Catster Holidays
A cat in an Easter hat.

4 Easter Dangers for Cats

Easter baskets brimming with festive goodies and guests stopping by with flowers are fun for humans, not for felines. Know the Easter dangers for cats.

Jackie Brown  |  Apr 18th 2019


Easter is a time for cute bunnies, chocolate treats, festive baskets and pretty flowers. But a few Easter staples are toxic to cats. Check out this list of Easter dangers for cats so you can keep your kitty safe as you celebrate!

1. Easter lilies:

A cat with an Easter basket.

Easter lilies are among the Easter dangers to cats — keep them out of the house! Photography by Susan Schmitz / Shutterstock.

All lilies are toxic to cats. Keep these out of your house.

2. Plastic Easter grass:

An orange cat sleeping in an Easter basket.

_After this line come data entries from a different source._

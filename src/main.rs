//! Flowsift CLI entry point.

use clap::Parser;
use flowsift::cli::{self, Cli, Commands, EXIT_ERROR};

fn main() {
    let cli = Cli::parse();

    let exit_code = match cli.command {
        Commands::Query(args) => match cli::run_query(&args) {
            Ok(code) => code,
            Err(e) => {
                eprintln!("Error: {}", e);
                EXIT_ERROR
            }
        },
        Commands::Rules => match cli::run_rules() {
            Ok(code) => code,
            Err(e) => {
                eprintln!("Error: {}", e);
                EXIT_ERROR
            }
        },
        Commands::Init(args) => match cli::run_init(&args) {
            Ok(code) => code,
            Err(e) => {
                eprintln!("Error: {}", e);
                EXIT_ERROR
            }
        },
    };

    std::process::exit(exit_code);
}
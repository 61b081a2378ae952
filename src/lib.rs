//! Flowsift - structural code query engine.
//!
//! Flowsift evaluates detection rules against program graphs: typed element
//! arenas produced by an external front-end, enriched with an abstract-value
//! analysis for integer expressions. Rules are pure set-algebra queries over
//! relational operators (ancestor lookup, reference resolution, member-access
//! matching, flow joins); the shipped rule pack flags block ciphers keyed at
//! flagged AES key sizes.
//!
//! # Architecture
//!
//! ```text
//! ┌─────────────────┐     ┌───────────────┐     ┌────────────────┐
//! │ Unit graphs     │────▶│ Program Graph │────▶│ AbstractValue  │
//! │ (front-end JSON)│     │ (graph)       │     │ Store (absint) │
//! └─────────────────┘     └───────────────┘     └────────────────┘
//!                                 │                      │
//!                                 ▼                      ▼
//!                         ┌───────────────┐     ┌────────────────┐
//!                         │ QueryContext  │◀────│ Rules +        │
//!                         │ (query)       │     │ Evaluator      │
//!                         └───────────────┘     └────────────────┘
//! ```
//!
//! - `graph`: immutable program-element arena with parent and def-use edges
//! - `absint`: interval abstract values, computed once per unit
//! - `query`: element sets and the relational operators rules compose
//! - `rules`: the rule trait, registry, evaluator, and shipped rules
//! - `policy`: YAML policy schema (checks, thresholds, suppressions)
//! - `report`: output formatting (pretty, JSON)
//!
//! Everything after graph construction is read-only, so any number of rules
//! and units evaluate concurrently with no shared mutable state.
//!
//! # Adding a New Rule
//!
//! Implement the `rules::Rule` trait and register a factory with
//! `rules::register`. See `rules/aes_key_size.rs` for the reference rule.

pub mod absint;
pub mod cli;
pub mod error;
pub mod graph;
pub mod policy;
pub mod query;
pub mod report;
pub mod rules;

pub use absint::{AbstractValue, AbstractValueStore};
pub use error::{EngineError, GraphError};
pub use graph::{CompilationUnit, GraphBuilder, GraphNode, NodeId, NodeKind, NodeTag};
pub use policy::Policy;
pub use query::{CancellationToken, ElementSet, QueryContext};
pub use rules::{Evaluator, Finding, Rule, RunResult, Severity};

/// Initialize all subsystems.
///
/// Call this once at startup.
pub fn init() {
    // Register the builtin rule pack
    rules::register_builtin();
}
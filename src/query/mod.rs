//! Query layer: element sets, relational operators, cancellation.
//!
//! Rules compose these primitives; none of them mutate the graph or the
//! abstract value store, so any number of rules can evaluate concurrently
//! over the same unit.

mod cancel;
mod context;
mod set;

pub use cancel::CancellationToken;
pub use context::QueryContext;
pub use set::ElementSet;
//! Node types for the program graph.

use std::fmt;

use serde::{Deserialize, Serialize};

/// Identity of a node within one compilation unit's arena.
///
/// Ids are assigned in source order by the front-end, so iterating nodes in
/// id order is the deterministic traversal every query primitive relies on.
#[derive(
    Debug, Clone, Copy, PartialEq, Eq, Hash, PartialOrd, Ord, Serialize, Deserialize,
)]
#[serde(transparent)]
pub struct NodeId(pub u32);

impl NodeId {
    /// Arena index for this id.
    pub fn index(self) -> usize {
        self.0 as usize
    }
}

impl fmt::Display for NodeId {
    fn fmt(&self, f: &mut fmt::Formatter<'_>) -> fmt::Result {
        write!(f, "#{}", self.0)
    }
}

/// Source location span, 1-indexed.
#[derive(Debug, Clone, Copy, Default, PartialEq, Eq, Serialize, Deserialize)]
pub struct Span {
    #[serde(default)]
    pub start_line: usize,
    #[serde(default)]
    pub start_col: usize,
    #[serde(default)]
    pub end_line: usize,
    #[serde(default)]
    pub end_col: usize,
}

impl Span {
    /// A synthetic span covering a single line.
    pub fn line(line: usize) -> Self {
        Self {
            start_line: line,
            start_col: 1,
            end_line: line,
            end_col: 1,
        }
    }
}

impl fmt::Display for Span {
    fn fmt(&self, f: &mut fmt::Formatter<'_>) -> fmt::Result {
        write!(f, "{}:{}", self.start_line, self.start_col)
    }
}

/// Fieldless node discriminant, used for kind matching in queries.
#[derive(Debug, Clone, Copy, PartialEq, Eq, Hash, Serialize, Deserialize)]
#[serde(rename_all = "snake_case")]
pub enum NodeTag {
    IntegerLiteral,
    BooleanLiteral,
    Declarator,
    MethodInvocation,
    ObjectCreation,
    MemberAccess,
    UnknownReference,
    BinaryExpression,
    Block,
}

impl NodeTag {
    pub fn as_str(&self) -> &'static str {
        match self {
            NodeTag::IntegerLiteral => "integer_literal",
            NodeTag::BooleanLiteral => "boolean_literal",
            NodeTag::Declarator => "declarator",
            NodeTag::MethodInvocation => "method_invocation",
            NodeTag::ObjectCreation => "object_creation",
            NodeTag::MemberAccess => "member_access",
            NodeTag::UnknownReference => "unknown_reference",
            NodeTag::BinaryExpression => "binary_expression",
            NodeTag::Block => "block",
        }
    }
}

impl fmt::Display for NodeTag {
    fn fmt(&self, f: &mut fmt::Formatter<'_>) -> fmt::Result {
        write!(f, "{}", self.as_str())
    }
}

/// Binary operators the abstract interpreter folds.
#[derive(Debug, Clone, Copy, PartialEq, Eq, Serialize, Deserialize)]
#[serde(rename_all = "lowercase")]
pub enum BinaryOp {
    Add,
    Sub,
    Mul,
    Div,
    Shl,
    Shr,
}

/// Node payload, tagged by variant.
///
/// The variant set is closed: the abstract interpreter and the relational
/// operators match exhaustively, so adding a variant is a deliberate engine
/// change, not an extension point.
#[derive(Debug, Clone, PartialEq, Serialize, Deserialize)]
#[serde(tag = "node", rename_all = "snake_case")]
pub enum NodeKind {
    IntegerLiteral {
        value: i64,
    },
    BooleanLiteral {
        value: bool,
    },
    /// Introduces a named variable/field/parameter.
    Declarator {
        name: String,
        #[serde(default)]
        type_name: Option<String>,
        #[serde(default)]
        initializer: Option<NodeId>,
    },
    MethodInvocation {
        name: String,
        #[serde(default)]
        target: Option<NodeId>,
        #[serde(default)]
        arguments: Vec<NodeId>,
    },
    ObjectCreation {
        type_name: String,
        #[serde(default)]
        arguments: Vec<NodeId>,
    },
    MemberAccess {
        target: NodeId,
        member: String,
    },
    /// A name reference the front-end could not (or did not) fully type.
    /// `declaration` is the resolved declarator when def-use resolution
    /// succeeded, None otherwise - unresolved references stay in the graph
    /// rather than failing.
    UnknownReference {
        name: String,
        #[serde(default)]
        declaration: Option<NodeId>,
    },
    BinaryExpression {
        op: BinaryOp,
        lhs: NodeId,
        rhs: NodeId,
    },
    /// Structural container (unit body, statement block).
    Block,
}

impl NodeKind {
    /// The fieldless discriminant for this payload.
    pub fn tag(&self) -> NodeTag {
        match self {
            NodeKind::IntegerLiteral { .. } => NodeTag::IntegerLiteral,
            NodeKind::BooleanLiteral { .. } => NodeTag::BooleanLiteral,
            NodeKind::Declarator { .. } => NodeTag::Declarator,
            NodeKind::MethodInvocation { .. } => NodeTag::MethodInvocation,
            NodeKind::ObjectCreation { .. } => NodeTag::ObjectCreation,
            NodeKind::MemberAccess { .. } => NodeTag::MemberAccess,
            NodeKind::UnknownReference { .. } => NodeTag::UnknownReference,
            NodeKind::BinaryExpression { .. } => NodeTag::BinaryExpression,
            NodeKind::Block => NodeTag::Block,
        }
    }

    /// The declared short identifier queries match on: a declarator's name,
    /// an invocation's method name, a creation's type name, an accessed
    /// member, a reference's name. Blocks and literals have none.
    pub fn short_name(&self) -> Option<&str> {
        match self {
            NodeKind::Declarator { name, .. } => Some(name),
            NodeKind::MethodInvocation { name, .. } => Some(name),
            NodeKind::ObjectCreation { type_name, .. } => Some(type_name),
            NodeKind::MemberAccess { member, .. } => Some(member),
            NodeKind::UnknownReference { name, .. } => Some(name),
            NodeKind::IntegerLiteral { .. }
            | NodeKind::BooleanLiteral { .. }
            | NodeKind::BinaryExpression { .. }
            | NodeKind::Block => None,
        }
    }

    /// Every node id this payload points at, for arena validation.
    pub fn edges(&self) -> Vec<NodeId> {
        match self {
            NodeKind::Declarator { initializer, .. } => initializer.iter().copied().collect(),
            NodeKind::MethodInvocation {
                target, arguments, ..
            } => target.iter().copied().chain(arguments.iter().copied()).collect(),
            NodeKind::ObjectCreation { arguments, .. } => arguments.clone(),
            NodeKind::MemberAccess { target, .. } => vec![*target],
            NodeKind::UnknownReference { declaration, .. } => {
                declaration.iter().copied().collect()
            }
            NodeKind::BinaryExpression { lhs, rhs, .. } => vec![*lhs, *rhs],
            NodeKind::IntegerLiteral { .. }
            | NodeKind::BooleanLiteral { .. }
            | NodeKind::Block => Vec::new(),
        }
    }
}

/// A program element in one compilation unit.
///
/// Created once when the unit graph is built; immutable thereafter.
#[derive(Debug, Clone, PartialEq, Serialize, Deserialize)]
pub struct GraphNode {
    pub id: NodeId,
    #[serde(flatten)]
    pub kind: NodeKind,
    #[serde(default)]
    pub span: Span,
    #[serde(default)]
    pub parent: Option<NodeId>,
}

impl GraphNode {
    pub fn tag(&self) -> NodeTag {
        self.kind.tag()
    }

    pub fn short_name(&self) -> Option<&str> {
        self.kind.short_name()
    }
}

#[cfg(test)]
mod tests {
    use super::*;
    use serde_json::json;

    #[test]
    fn test_span_display() {
        let span = Span::line(7);
        assert_eq!(span.to_string(), "7:1");
    }

    #[test]
    fn test_tag_and_short_name() {
        let kind = NodeKind::ObjectCreation {
            type_name: "KeyParameter".to_string(),
            arguments: vec![NodeId(3)],
        };
        assert_eq!(kind.tag(), NodeTag::ObjectCreation);
        assert_eq!(kind.short_name(), Some("KeyParameter"));
        assert_eq!(kind.edges(), vec![NodeId(3)]);

        assert_eq!(NodeKind::Block.tag(), NodeTag::Block);
        assert_eq!(NodeKind::Block.short_name(), None);
    }

    #[test]
    fn test_node_json_format() {
        // The interchange format front-ends emit; pinned so testdata
        // fixtures stay loadable.
        let node: GraphNode = serde_json::from_value(json!({
            "id": 5,
            "node": "method_invocation",
            "name": "DoFinal",
            "target": 3,
            "arguments": [4],
            "span": {"start_line": 9, "start_col": 1, "end_line": 9, "end_col": 24},
            "parent": 6
        }))
        .unwrap();

        assert_eq!(node.id, NodeId(5));
        assert_eq!(node.tag(), NodeTag::MethodInvocation);
        assert_eq!(node.short_name(), Some("DoFinal"));
        assert_eq!(node.parent, Some(NodeId(6)));
        assert_eq!(node.span.start_line, 9);

        // Optional edge fields may be omitted entirely.
        let bare: GraphNode = serde_json::from_value(json!({
            "id": 0,
            "node": "unknown_reference",
            "name": "data"
        }))
        .unwrap();
        assert_eq!(
            bare.kind,
            NodeKind::UnknownReference {
                name: "data".to_string(),
                declaration: None
            }
        );
        assert_eq!(bare.parent, None);
    }

    #[test]
    fn test_node_json_roundtrip() {
        let node = GraphNode {
            id: NodeId(2),
            kind: NodeKind::BinaryExpression {
                op: BinaryOp::Mul,
                lhs: NodeId(0),
                rhs: NodeId(1),
            },
            span: Span::line(4),
            parent: Some(NodeId(3)),
        };
        let text = serde_json::to_string(&node).unwrap();
        let back: GraphNode = serde_json::from_str(&text).unwrap();
        assert_eq!(node, back);
    }
}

Careful — Easter grass is harmful if your cat swallows it. Photography by vvvita / Shutterstock.

Cats love to play with decorative grass. If swallowed, it wreaks havoc on the digestive tract, where it can become trapped, requiring surgical removal. Paper grass is safer.

3. Cat escapes:

A cat coming out of a cracked eggshell.

Securing your cat in a back room with plenty of toys, food and water will ensure your cat doesn’t escape from your house. Photography ©MirasWonderland | Thinkstock.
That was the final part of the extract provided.